NEWS – 18 June 2019
Unlawful inducements – Court of Appeal ruling in Kostal v Dunkley
The Court of Appeal has overturned the decision of the Employment Appeal Tribunal whether employers can offer inducements to workers to influence their relationship with unions. Helpfully, the ruling was in favour of the employer that offers made directly to employees were not unlawful inducements to move away from collective bargaining – something of a relief to employers faced with a situation where collective bargaining has reached an impasse, and they wish to approach employees directly. That is potentially a serious problem because trade union legislation places restrictions on doing that. The case centres on a little known provision of the Trade Union and Labour Relations (Consolidation) Act 1992, section 145B, which essentially bans employers from making offers directly to union members to change their terms and conditions in order to avoid collective bargaining. In this case the employer, Kostal, wanted to change sick pay provisions, overtime rates and breaks. When an impasse was reached with the trade union, Unite, at the end of 2015, Kostal made an offer directly to the employees which was a 2% increase in basic pay and a Christmas bonus in exchange for the contractual changes, telling them that if the offer was not accepted before Christmas the employees would not receive a Christmas bonus. In January, they sent a second letter promising a 4% increase in basic pay for those who accepted the offer but with the threat of dismissal to any employee who refused. The union, Unite, was not impressed. They brought claims on behalf of 56 of their members on grounds that the letters were unlawful inducements. The tribunal agreed and, on appeal, so did the EAT. It is that EAT decision that has been overturned by the Court of Appeal. That decision was unanimous, however Unite has said it is seeking to appeal to the Supreme Court so this may not be the last word on this. So what do we take from the Court of Appeal’s decision? Well certainly the case does give more flexibility to employers when collective bargaining results in deadlock. However, a few words of caution – this from Euan Smith:
Euan Smith: “So there are a few things that we would suggest to employers that they bear in mind here when they are faced with this kind of impasse. I think it is essential to review your collective bargaining agreements to see what is going to be the subject of bargaining and what is excluded from the scope of collective bargaining. When you do your collective bargaining it will be absolutely essential to exhaust that process before any attempt is made to try to negotiate with individual. When you do, if you do get to that point of making offers to individuals, you shouldn't really be offering anything other than has already been offered via the union, so it should be the same offer that you are making, and most importantly at all times you need to be very clear about why you are making this offer to the individuals – make sure that what you are saying is that it is a business imperative that you need this particular change to happen, you need them to accept the change. That will help mitigate the perception, perhaps, of the union and the tribunal eventually that the purpose behind this is really just to evade collective bargaining."
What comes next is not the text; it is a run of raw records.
//! Encoding plan: which objects to write, in which order.
//!
//! Objects are written in containment pre-order starting from the roots. The
//! plan is validated before a single byte is produced, so encoders never emit
//! partial output for an invalid graph.

use std::sync::Arc;

use rustc_hash::{FxHashMap, FxHashSet};
use uuid::Uuid;

use crate::error::EncodeError;
use crate::model::{CONTENTS, EClass, EObject, FeatureKind, ObjectId, Resource, Value};

/// What a plan covers.
#[derive(Debug, Clone, Copy, PartialEq, Eq)]
pub(crate) enum Scope {
    /// Every root in the resource contents. References must stay inside
    /// the encoded graph.
    Resource,
    /// One object and its subtree. References may point at other objects of
    /// the resource; they are written by UUID and resolved by the decoder
    /// against its target resource.
    Subtree,
}

pub(crate) struct Plan<'r> {
    pub resource: &'r Resource,
    pub roots: Vec<ObjectId>,
    /// Objects in write order.
    pub order: Vec<ObjectId>,
    /// Class dictionary, in first-use order. Classes are keyed by identity.
    pub classes: Vec<Arc<EClass>>,
    class_index: FxHashMap<usize, usize>,
}

impl<'r> Plan<'r> {
    /// Plans a whole resource.
    pub fn for_resource(resource: &'r Resource) -> Result<Self, EncodeError> {
        let mut roots = Vec::with_capacity(resource.contents().len());
        for (index, value) in resource.contents().iter().enumerate() {
            match value {
                Value::Object(id) => roots.push(*id),
                _ => return Err(EncodeError::InvalidRoot { index }),
            }
        }
        Self::build(resource, roots, Scope::Resource)
    }

    /// Plans one object and its subtree.
    pub fn for_object(resource: &'r Resource, object: ObjectId) -> Result<Self, EncodeError> {
        Self::build(resource, vec![object], Scope::Subtree)
    }

    fn build(resource: &'r Resource, roots: Vec<ObjectId>, scope: Scope) -> Result<Self, EncodeError> {
        let mut placed: FxHashSet<ObjectId> = FxHashSet::default();
        let mut order = Vec::new();

        for &root in &roots {
            let object = lookup(resource, root)?;
            if !placed.insert(root) {
                return Err(EncodeError::MultipleContainers {
                    object: object.uuid(),
                    feature: CONTENTS.to_string(),
                });
            }
            let mut stack = vec![root];
            while let Some(id) = stack.pop() {
                order.push(id);
                let object = lookup(resource, id)?;
                let mut children = Vec::new();
                for (feature, slot) in object.class().features().iter().zip(object.slots()) {
                    if feature.kind() != FeatureKind::Containment {
                        continue;
                    }
                    for value in slot.values() {
                        let child = match value {
                            Value::Object(child) => *child,
                            Value::Proxy(target) => {
                                return Err(EncodeError::UnresolvedProxy {
                                    object: object.uuid(),
                                    feature: feature.name().to_string(),
                                    target: *target,
                                });
                            }
                            _ => {
                                return Err(EncodeError::InvalidContainment {
                                    object: object.uuid(),
                                    feature: feature.name().to_string(),
                                });
                            }
                        };
                        let child_object = lookup(resource, child)?;
                        if !placed.insert(child) {
                            return Err(EncodeError::MultipleContainers {
                                object: child_object.uuid(),
                                feature: feature.name().to_string(),
                            });
                        }
                        children.push(child);
                    }
                }
                stack.extend(children.into_iter().rev());
            }
        }

        let mut plan = Plan {
            resource,
            roots,
            order: Vec::with_capacity(order.len()),
            classes: Vec::new(),
            class_index: FxHashMap::default(),
        };
        for id in order {
            let object = lookup(resource, id)?;
            check_references(resource, object, &placed, scope)?;
            plan.intern_class(object.class());
            plan.order.push(id);
        }
        Ok(plan)
    }

    fn intern_class(&mut self, class: &Arc<EClass>) {
        let key = Arc::as_ptr(class) as usize;
        if !self.class_index.contains_key(&key) {
            self.class_index.insert(key, self.classes.len());
            self.classes.push(class.clone());
        }
    }

    /// Dictionary index of an object's class.
    pub fn class_index(&self, class: &Arc<EClass>) -> usize {
        self.class_index
            .get(&(Arc::as_ptr(class) as usize))
            .copied()
            .unwrap_or_default()
    }

    pub fn object(&self, id: ObjectId) -> Result<&'r EObject, EncodeError> {
        lookup(self.resource, id)
    }

    /// UUID of a referenced object.
    pub fn uuid_of(&self, id: ObjectId) -> Result<Uuid, EncodeError> {
        Ok(lookup(self.resource, id)?.uuid())
    }
}

fn lookup(resource: &Resource, id: ObjectId) -> Result<&EObject, EncodeError> {
    resource.object(id).map_err(|_| EncodeError::UnknownObject(id))
}

fn check_references(
    resource: &Resource,
    object: &EObject,
    placed: &FxHashSet<ObjectId>,
    scope: Scope,
) -> Result<(), EncodeError> {
    for (feature, slot) in object.class().features().iter().zip(object.slots()) {
        if feature.kind() == FeatureKind::Containment {
            continue;
        }
        for value in slot.values() {
            match value {
                Value::Proxy(target) => {
                    return Err(EncodeError::UnresolvedProxy {
                        object: object.uuid(),
                        feature: feature.name().to_string(),
                        target: *target,
                    });
                }
                Value::Object(target) => {
                    let inside = placed.contains(target);
                    let allowed = match scope {
                        Scope::Resource => inside,
                        Scope::Subtree => inside || resource.object(*target).is_ok(),
                    };
                    if !allowed {
                        return Err(EncodeError::DanglingReference {
                            object: object.uuid(),
                            feature: feature.name().to_string(),
                        });
                    }
                }
                _ => {}
            }
        }
    }
    Ok(())
}

#[cfg(test)]
mod tests {
    use super::*;

    fn class() -> Arc<EClass> {
        EClass::builder("Node")
            .attribute("name")
            .containment_many("children")
            .reference("link")
            .build()
    }

    fn add_child(resource: &mut Resource, parent: ObjectId, child: ObjectId) {
        resource
            .object_mut(parent)
            .unwrap()
            .list_mut("children")
            .unwrap()
            .push(Value::Object(child))
            .unwrap();
    }

    #[test]
    fn test_pre_order_and_class_dictionary() {
        let node = class();
        let leaf = EClass::builder("Leaf").attribute("v").build();
        let mut resource = Resource::new("memory:a");
        let root = resource.create(&node);
        let a = resource.create(&node);
        let b = resource.create(&leaf);
        let a1 = resource.create(&leaf);
        resource.add_root(root).unwrap();
        add_child(&mut resource, root, a);
        add_child(&mut resource, root, b);
        add_child(&mut resource, a, a1);

        let plan = Plan::for_resource(&resource).unwrap();
        assert_eq!(plan.order, vec![root, a, a1, b]);
        assert_eq!(plan.classes.len(), 2);
        assert_eq!(plan.class_index(&leaf), 1);
    }

    #[test]
    fn test_shared_child_is_rejected() {
        let node = class();
        let mut resource = Resource::new("memory:a");
        let p1 = resource.create(&node);
        let p2 = resource.create(&node);
        let child = resource.create(&node);
        resource.add_root(p1).unwrap();
        resource.add_root(p2).unwrap();
        add_child(&mut resource, p1, child);
        add_child(&mut resource, p2, child);

        assert!(matches!(
            Plan::for_resource(&resource),
            Err(EncodeError::MultipleContainers { .. })
        ));
    }

    #[test]
    fn test_dangling_reference() {
        let node = class();
        let mut resource = Resource::new("memory:a");
        let root = resource.create(&node);
        let outside = resource.create(&node);
        resource.add_root(root).unwrap();
        resource
            .object_mut(root)
            .unwrap()
            .set("link", Value::Object(outside))
            .unwrap();

        let root_uuid = resource.object(root).unwrap().uuid();
        assert_eq!(
            Plan::for_resource(&resource).err(),
            Some(EncodeError::DanglingReference {
                object: root_uuid,
                feature: "link".to_string(),
            })
        );
        // A subtree may point at the rest of the resource.
        assert!(Plan::for_object(&resource, root).is_ok());
    }

    #[test]
    fn test_invalid_root_and_proxy() {
        let node = class();
        let mut resource = Resource::new("memory:a");
        resource.contents_mut().push(Value::from(1)).unwrap();
        assert_eq!(
            Plan::for_resource(&resource).err(),
            Some(EncodeError::InvalidRoot { index: 0 })
        );

        let mut resource = Resource::new("memory:b");
        let root = resource.create(&node);
        let target = Uuid::from_bytes([5; 16]);
        resource
            .object_mut(root)
            .unwrap()
            .set("link", Value::Proxy(target))
            .unwrap();
        assert!(matches!(
            Plan::for_object(&resource, root),
            Err(EncodeError::UnresolvedProxy { .. })
        ));
        assert!(matches!(
            Plan::for_object(&resource, ObjectId(99)),
            Err(EncodeError::UnknownObject(_))
        ));
    }
}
IR35 – planning for the new regime
Last week we released our quarterly Insights programme on the subject of IR35. These are the tax changes to the off-payroll working rules that will be coming into force next year, on 6 April 2020. The changes will make engagers, the end users, responsible for determining whether IR35 applies to services they receive from individuals working through personal service companies. The purpose of the programme is to provide help with some of the more strategic decisions that will help you minimise the impact of this new regime which is, of course, hugely significant on so many levels for so many employers. Key to this is planning properly and in good time. Here is Claire Scott with her advice on this:
Video – Insights programme on IR35
FAQ – how should a witness prepare for cross examination?
Finally to our FAQ slot which this time round is on tribunal procedure, specifically how witnesses should prepare for what can be a stressful and difficult experience. Emma Malczewski gives her view on this:
Emma Malczewski: “In terms of how to prepare for a tribunal hearing there are some really fundamental things that witnesses can do to put themselves in the best position. So firstly go over your witness statement again, every line, consider it carefully. If you realise that you made a mistake in your witness statement and something is now wrong just get in touch with your legal representative because they will be able to advise you on what can be done, it's never the end of the world, everything can be resolved. Sometimes this can be by way at the beginning of your witness evidence, you basically just say I made a mistake, this line actually is wrong, so that is very important. Other preparation, you will often have a look at other people's witness statements so you can see the full picture of what was going on at the time, if needed. Often you will be provided with a copy of the claimant's witness statement in advance so you can see what the claimant is saying about your involvement and whether you agree with that or disagree. The bundle - the bundle is a very important document and that will be in front of you at the tribunal hearing itself. Sometimes the bundles can span to quite some length, several lever arches or even more than that. The person advising you will be able to flag which pages are your pages because those are the ones that will be referred to in your witness statement generally so in advance do make sure that you have read over those once again and re-familiarised yourself with those documents from that time. I think finally the other tip that I often think if I had to be a witness what I would do is consider whether there are any tricky questions I think I might be asked personally. We can't advise you on what those might be, or tell you how to answer questions in any way at all, but I think sometimes if you can just take a step back from preparing your own statement and looking at your documents and think about which bits of this am I actually worried about and give some thought to how you might respond to questions on those points, that can be really valuable."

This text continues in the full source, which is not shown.